F.  Kajian Terdahulu 
Bahasa sebagai hasil budaya atau kultur mengandung nilai-nilai masyarakat penuturnya. Dalam bahasa misalnya, terdapat ungkapan berbunyi mengandung nilai ajaran. Penelitian Dede Oetomo pada tahun 1987 (Sumarsono dan Partana, 2002:336) menyebutkan bahwa bahasa juga dapat mempengaruhi kelompok. Kajian bahasa, terutama pada tataran sintaksis sudah banyak dilakukan oleh para pakar terdahulu. Berkaitan dengan penelaahan bahasa, maka tersedia beberapa pustaka yang dapat dirujuk (setidaknya berdasarkan jangkauan peneliti), di antaranya adalah Maunareng (2011), Taber (1993), dan Budiarta (2013).

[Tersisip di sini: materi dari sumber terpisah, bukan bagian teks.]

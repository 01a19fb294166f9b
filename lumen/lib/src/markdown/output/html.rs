//! HTML output with class-based syntax highlighting.
//!
//! The document tree is written as plain semantic HTML. Code blocks carry
//! `hl-` classed spans and a copy button; diagrams become `<pre class="mermaid">`
//! blocks; search markers become `<mark class="search-hit">` elements.
//!
//! Styles cover both color modes at once. Everything theme dependent lives
//! under a `[data-theme="light"]` or `[data-theme="dark"]` scope, so changing
//! the attribute on an ancestor switches prose and code colors without
//! re-rendering.
//!
//! ## Examples
//!
//! ```
//! use lumen_lib::markdown::Markdown;
//! use lumen_lib::markdown::output::{HtmlOptions, as_html};
//!
//! let content = "# Hello World\n\n\
//!                ```rust\n\
//!                fn main() {\n    \
//!                    println!(\"Hello!\");\n\
//!                }\n\
//!                ```\n";
//!
//! let md: Markdown = content.into();
//! let html = as_html(&md, HtmlOptions::default()).unwrap();
//! assert!(html.contains("<code"));
//! assert!(html.contains("copy-btn"));
//! ```

use crate::document::{Document, Element, ElementKind, MermaidMode, Node, ParseOptions};
use crate::markdown::highlighting::{CodeHighlighter, ColorMode, Palette, ThemePair};
use crate::markdown::{Markdown, MarkdownResult};
use crate::mermaid::{MERMAID_MODULE_SCRIPT, Mermaid, mermaid_theme_name};
use html_escape::{encode_double_quoted_attribute, encode_text};

/// Options for HTML output with sensible defaults.
///
/// ## Examples
///
/// ```
/// use lumen_lib::markdown::output::HtmlOptions;
/// use lumen_lib::markdown::highlighting::{ThemePair, ColorMode};
///
/// let mut options = HtmlOptions::default();
/// options.code_theme = ThemePair::Github;
/// options.prose_theme = ThemePair::Github;
/// options.color_mode = ColorMode::Light;
/// options.include_styles = true;
/// ```
#[derive(Debug, Clone)]
#[non_exhaustive]
pub struct HtmlOptions {
    /// Theme pair for code blocks.
    pub code_theme: ThemePair,
    /// Theme pair for page colors.
    pub prose_theme: ThemePair,
    /// Initial color mode.
    pub color_mode: ColorMode,
    /// Include a `<style>` element.
    pub include_styles: bool,
    /// Controls how `mermaid` code blocks are rendered.
    pub mermaid_mode: MermaidMode,
    /// Render soft line breaks as `<br />`.
    pub hard_breaks: bool,
}

impl Default for HtmlOptions {
    fn default() -> Self {
        Self {
            code_theme: ThemePair::OneHalf,
            prose_theme: ThemePair::OneHalf,
            color_mode: ColorMode::Dark,
            include_styles: true,
            mermaid_mode: MermaidMode::default(),
            hard_breaks: true,
        }
    }
}

impl HtmlOptions {
    /// The parse options implied by these output options.
    pub fn parse_options(&self) -> ParseOptions {
        ParseOptions {
            mermaid_mode: self.mermaid_mode,
            hard_breaks: self.hard_breaks,
        }
    }
}

/// Converts a markdown document to an HTML fragment.
///
/// The fragment is wrapped in a `<div class="lumen-document">` carrying the
/// color mode, preceded by the styles when requested and followed by the
/// mermaid.js scripts when the document has diagrams.
///
/// ## Errors
///
/// Returns an error if theme loading fails or highlighting encounters issues.
pub fn as_html(md: &Markdown, options: HtmlOptions) -> MarkdownResult<String> {
    let document = md.as_document(&options.parse_options())?;
    let mut output = String::new();

    if options.include_styles {
        output.push_str("<style>\n");
        output.push_str(&generate_styles(&options)?);
        output.push_str("</style>\n");
    }

    output.push_str(&format!(
        "<div class=\"lumen-document\" data-theme=\"{}\">\n",
        options.color_mode
    ));
    output.push_str(&render_document(&document));
    output.push_str("</div>\n");

    if document.has_diagrams() {
        output.push_str(&format!(
            "<script>document.addEventListener('lumen:mermaid-ready', () => {{ window.lumenMermaid.initialize({{ startOnLoad: false, theme: '{}' }}); window.lumenMermaid.run(); }});</script>\n",
            mermaid_theme_name(options.color_mode)
        ));
        output.push_str(MERMAID_MODULE_SCRIPT);
    }

    Ok(output)
}

/// Writes the body markup of a document.
pub fn render_document(document: &Document) -> String {
    let mut out = String::new();
    write_children(document.root(), &mut out);
    out
}

fn write_children(element: &Element, out: &mut String) {
    for child in &element.children {
        write_node(child, out);
    }
}

fn write_node(node: &Node, out: &mut String) {
    match node {
        Node::Text(text) => out.push_str(&encode_text(text)),
        Node::Marker(marker) => out.push_str(&format!(
            r#"<mark class="search-hit{}" data-match="{}">{}</mark>"#,
            if marker.active { " active" } else { "" },
            marker.ordinal,
            encode_text(&marker.text)
        )),
        Node::Element(element) => write_element(element, out),
    }
}

fn write_wrapped(tag: &str, element: &Element, out: &mut String) {
    out.push_str(&format!("<{tag}>"));
    write_children(element, out);
    out.push_str(&format!("</{tag}>"));
}

fn write_element(element: &Element, out: &mut String) {
    match &element.kind {
        ElementKind::Root | ElementKind::Group => write_children(element, out),
        ElementKind::Heading { level, id } => {
            out.push_str(&format!(
                "<h{level} id=\"{}\">",
                encode_double_quoted_attribute(id)
            ));
            write_children(element, out);
            out.push_str(&format!("</h{level}>\n"));
        }
        ElementKind::Paragraph => {
            write_wrapped("p", element, out);
            out.push('\n');
        }
        ElementKind::Emphasis => write_wrapped("em", element, out),
        ElementKind::Strong => write_wrapped("strong", element, out),
        ElementKind::Strikethrough => write_wrapped("del", element, out),
        ElementKind::InlineCode => write_wrapped("code", element, out),
        ElementKind::BlockQuote => {
            out.push_str("<blockquote>\n");
            write_children(element, out);
            out.push_str("</blockquote>\n");
        }
        ElementKind::List { start } => {
            let close = match start {
                Some(1) => {
                    out.push_str("<ol>\n");
                    "</ol>\n"
                }
                Some(n) => {
                    out.push_str(&format!("<ol start=\"{n}\">\n"));
                    "</ol>\n"
                }
                None => {
                    out.push_str("<ul>\n");
                    "</ul>\n"
                }
            };
            write_children(element, out);
            out.push_str(close);
        }
        ElementKind::Item => {
            write_wrapped("li", element, out);
            out.push('\n');
        }
        ElementKind::TaskMarker { checked } => out.push_str(if *checked {
            r#"<input type="checkbox" disabled checked /> "#
        } else {
            r#"<input type="checkbox" disabled /> "#
        }),
        ElementKind::Link { href, title } => {
            out.push_str(&format!(
                "<a href=\"{}\"{}>",
                encode_double_quoted_attribute(href),
                title_attr(title)
            ));
            write_children(element, out);
            out.push_str("</a>");
        }
        ElementKind::Image { src, alt, title } => out.push_str(&format!(
            "<img src=\"{}\" alt=\"{}\"{} />",
            encode_double_quoted_attribute(src),
            encode_double_quoted_attribute(alt),
            title_attr(title)
        )),
        ElementKind::CodeBlock {
            language,
            title,
            highlighted,
        } => {
            if let Some(title) = title {
                out.push_str(&format!(
                    "<div class=\"code-block-title\">{}</div>\n",
                    encode_text(title)
                ));
            }
            let class = match language {
                Some(lang) => format!(
                    " class=\"language-{}\"",
                    encode_double_quoted_attribute(lang)
                ),
                None => String::new(),
            };
            out.push_str(&format!(
                "<div class=\"code-block\"><button class=\"copy-btn\" type=\"button\" aria-label=\"Copy code\">Copy</button><pre><code{class}>{highlighted}</code></pre></div>\n"
            ));
        }
        ElementKind::Diagram { title } => {
            let mut diagram = Mermaid::new(element.text_content());
            if let Some(title) = title {
                diagram = diagram.with_title(title.as_str());
            }
            out.push_str(&diagram.render_for_html());
            out.push('\n');
        }
        ElementKind::Table { .. } => {
            out.push_str("<table>\n");
            let mut in_body = false;
            for child in &element.children {
                let is_row = matches!(
                    child,
                    Node::Element(Element {
                        kind: ElementKind::TableRow,
                        ..
                    })
                );
                if is_row && !in_body {
                    out.push_str("<tbody>\n");
                    in_body = true;
                }
                write_node(child, out);
            }
            if in_body {
                out.push_str("</tbody>\n");
            }
            out.push_str("</table>\n");
        }
        ElementKind::TableHead => {
            out.push_str("<thead><tr>");
            write_children(element, out);
            out.push_str("</tr></thead>\n");
        }
        ElementKind::TableRow => {
            out.push_str("<tr>");
            write_children(element, out);
            out.push_str("</tr>\n");
        }
        ElementKind::TableCell { header, align } => {
            let tag = if *header { "th" } else { "td" };
            match align.as_css() {
                Some(align) => out.push_str(&format!("<{tag} style=\"text-align: {align}\">")),
                None => out.push_str(&format!("<{tag}>")),
            }
            write_children(element, out);
            out.push_str(&format!("</{tag}>"));
        }
        ElementKind::Rule => out.push_str("<hr />\n"),
        ElementKind::LineBreak => out.push_str("<br />\n"),
    }
}

fn title_attr(title: &str) -> String {
    if title.is_empty() {
        String::new()
    } else {
        format!(" title=\"{}\"", encode_double_quoted_attribute(title))
    }
}

/// CSS for both color modes.
///
/// ## Errors
///
/// Returns `MarkdownError::ThemeLoad` if a code theme cannot be expressed as CSS.
pub(crate) fn generate_styles(options: &HtmlOptions) -> MarkdownResult<String> {
    let highlighter = CodeHighlighter::new(options.code_theme);
    let mut css = String::new();

    for mode in [ColorMode::Dark, ColorMode::Light] {
        let prose = Palette::for_theme(options.prose_theme, mode);
        let code = Palette::for_theme(options.code_theme, mode);
        let (mark_bg, mark_active_bg, border) = match mode {
            ColorMode::Dark => ("#6b5d1f", "#d19a66", "rgba(255, 255, 255, 0.12)"),
            ColorMode::Light => ("#fff3b8", "#ffb347", "rgba(0, 0, 0, 0.12)"),
        };
        css.push_str(&format!(
            r#"[data-theme="{mode}"] {{
    --bg: {};
    --fg: {};
    --code-bg: {};
    --code-fg: {};
    --border: {border};
    --mark-bg: {mark_bg};
    --mark-active-bg: {mark_active_bg};
}}

[data-theme="{mode}"] {{
{}
}}

"#,
            prose.background,
            prose.foreground,
            code.background,
            code.foreground,
            highlighter.stylesheet(mode)?
        ));
    }

    css.push_str(BASE_STYLES);
    Ok(css)
}

const BASE_STYLES: &str = r#".lumen-document {
    background-color: var(--bg);
    color: var(--fg);
    line-height: 1.6;
}

.code-block {
    position: relative;
    background-color: var(--code-bg);
    color: var(--code-fg);
    border-radius: 6px;
    margin: 1em 0;
    overflow-x: auto;
}

.code-block-title {
    background-color: var(--code-bg);
    color: var(--code-fg);
    border-bottom: 1px solid var(--border);
    padding: 0.5em 1em;
    font-weight: bold;
    border-radius: 6px 6px 0 0;
    margin-top: 1em;
}

.code-block-title + .code-block {
    margin-top: 0;
    border-radius: 0 0 6px 6px;
}

.copy-btn {
    position: absolute;
    top: 0.5em;
    right: 0.5em;
    padding: 0.2em 0.6em;
    font-size: 0.8em;
    border: 1px solid var(--border);
    border-radius: 4px;
    background: var(--bg);
    color: var(--fg);
    cursor: pointer;
    opacity: 0.7;
}

.copy-btn:hover {
    opacity: 1;
}

pre {
    margin: 0;
    padding: 1em;
}

code {
    font-family: 'Monaco', 'Menlo', 'Ubuntu Mono', monospace;
    font-size: 0.9em;
}

pre.mermaid {
    background: transparent;
    text-align: center;
}

table {
    border-collapse: collapse;
}

th, td {
    border: 1px solid var(--border);
    padding: 0.3em 0.7em;
}

mark.search-hit {
    background-color: var(--mark-bg);
    color: inherit;
    padding: 0.1em 0.2em;
    border-radius: 2px;
}

mark.search-hit.active {
    background-color: var(--mark-active-bg);
    color: #000;
}
"#;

Penelitian yang dilakukan Maunareng (2011) merupakan penelitian pada bidang perbandingan bahasa di Maluku. Meskipun demikian, kajian tersebut memanfaatkan data leksikal dari sejumlah isolek di Maluku. Hasil kajian itu menggambarkan bahwa secara genetis, Bahasa Maluku Tengah merupakan subkelompok bahasa dari kelompok bahasa Ambon-Seram sebagaimana pengelompokan Esser yang berbeda dengan pengelompokan yang dilakukan oleh Greenberg (1971). Kendati kajian  itu berbeda dengan kajian ini, namun informasi mengenai kekerabatan antara bahasa dan sejumlah leksikon (terutama berkaitan dengan kelas verba) dapatlah dirujuk sebagai data awal.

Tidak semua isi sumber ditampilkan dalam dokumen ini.